A fresh cybersecurity scare has emerged as 183 million email and password combinations have been leaked online, including confirmed Gmail logins.
The breach, traced back to April 2025, now forms part of the massive data trove added to the Have I Been Pwned (HIBP) database.
This revelation follows another major leak earlier this year, which affected over 184 million accounts linked to platforms like Apple, Facebook, and Instagram.
Cybersecurity expert and HIBP founder Troy Hunt has now confirmed that this new batch of compromised credentials is both significant and troubling.
“Someone logging into Gmail ends up with their email address and password captured against gmail.com, hence the three parts,” Hunt wrote
Massive Database Includes Gmail, Website URLs, And Passwords
According to Hunt, the newly added data includes website addresses, email addresses, and plaintext passwords. The source of this breach appears to be a combination of stealer logs and credential stuffing lists, methods widely used by cybercriminals to extract and exploit user login data.
As part of the investigation, Benjamin Brundage from Synthient shared that the data was collected by monitoring infostealer platforms over nearly 12 months.
- Size of data shared with HIBP: 3.5 terabytes
- Total entries: 23 billion rows
- New and previously unseen credentials: 16.4 million
HIBP conducted sample testing of 94,000 entries, finding that 8% (approximately 14 million) were entirely new, never appearing in any prior breach records.
One impacted user confirmed to HIBP: “An accurate password on my Gmail account.”
Here’s What You Should Do
Check your email and password combinations immediately on Have I Been Pwned. Whether you’re a Gmail user or not, this breach likely affects more than just one platform.
If your credentials are compromised:
- Change your passwords straight away.
- Avoid reusing the same password across multiple platforms.
- Enable two-factor authentication (2FA) wherever possible.
- Use a trusted password manager to generate strong, unique credentials.
Important Tip: Even if your email isn’t listed in this breach, you should still regularly monitor your accounts. Cybercriminals often hold data for months before using or selling it.
Why This Breach Matters
While the dataset isn’t limited to Gmail users, confirmed Gmail credentials raise particular concerns. Gmail serves as the login backbone for countless other services from cloud storage and YouTube to Google Pay and workspace tools.
This breach further highlights the dangers of:
- Credential reuse – one password leak can lead to multiple account takeovers.
- Phishing scams – criminals now armed with valid logins may target users with personalised attacks.
Unique Insight: How Are These Credentials Verified?
HIBP doesn’t just upload random data dumps. The platform verifies breaches by contacting affected subscribers to confirm the legitimacy of leaked credentials.
In this case, a user already suspicious about his Gmail account activity responded: “An accurate password on my Gmail account.”

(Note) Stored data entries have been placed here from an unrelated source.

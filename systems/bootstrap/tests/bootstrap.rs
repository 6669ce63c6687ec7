use isoroom_core::{Cell, Command, Event, WELCOME_BANNER};
use isoroom_system_bootstrap::Bootstrap;
use isoroom_world::{self as world, query, World};

fn run(world: &mut World, commands: Vec<Command>) -> Vec<Event> {
    let mut events = Vec::new();
    for command in commands {
        world::apply(world, command, &mut events);
    }
    events
}

#[test]
fn start_creates_the_lobby_and_seeds_four_agents() {
    let mut world = World::default();
    let mut bootstrap = Bootstrap::default();
    let mut commands = Vec::new();

    bootstrap.start(&mut commands);
    let events = run(&mut world, commands);

    let mut commands = Vec::new();
    bootstrap.handle(&events, &mut commands);
    let events = run(&mut world, commands);

    let spawned: Vec<Cell> = events
        .iter()
        .filter_map(|event| match event {
            Event::AgentSpawned { cell, .. } => Some(*cell),
            _ => None,
        })
        .collect();
    assert_eq!(
        spawned,
        vec![
            Cell::new(10, 0),
            Cell::new(11, 1),
            Cell::new(12, 2),
            Cell::new(13, 3)
        ],
        "agents should line up diagonally from the spawn point"
    );

    let room = query::current_room(&world).expect("lobby is current");
    assert_eq!(room.name(), "Main Room");
    assert_eq!((room.layout().width(), room.layout().height()), (20, 15));
    assert_eq!(bootstrap.welcome_banner(&world), WELCOME_BANNER);
}

#[test]
fn later_rooms_are_not_seeded() {
    let mut bootstrap = Bootstrap::default();
    let created = Event::RoomCreated {
        room: isoroom_core::RoomId::new(0),
        spawn_point: Some(Cell::new(2, 0)),
    };
    let mut commands = Vec::new();

    bootstrap.handle(std::slice::from_ref(&created), &mut commands);
    assert_eq!(commands.len(), 4);

    commands.clear();
    bootstrap.handle(&[created], &mut commands);
    assert!(commands.is_empty(), "only the first room receives avatars");
}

This kind of confirmation adds weight to the credibility of the breach and underscores the need for vigilance.
Google’s Response
At the time of writing, Google has yet to issue a public statement regarding the confirmed Gmail credentials found within the breach. UK News Blog has reached out to Google for comment and will update readers once an official response is received.
With credential theft becoming more sophisticated and widespread, users must remain proactive. Use HIBP to check your email addresses, monitor any unusual activity, and adopt strict password hygiene.
As always, the best line of defence is awareness and prompt action.
UK News Blog recommends setting a recurring reminder to check your email addresses in HIBP every few months. Prevention is far easier than damage control.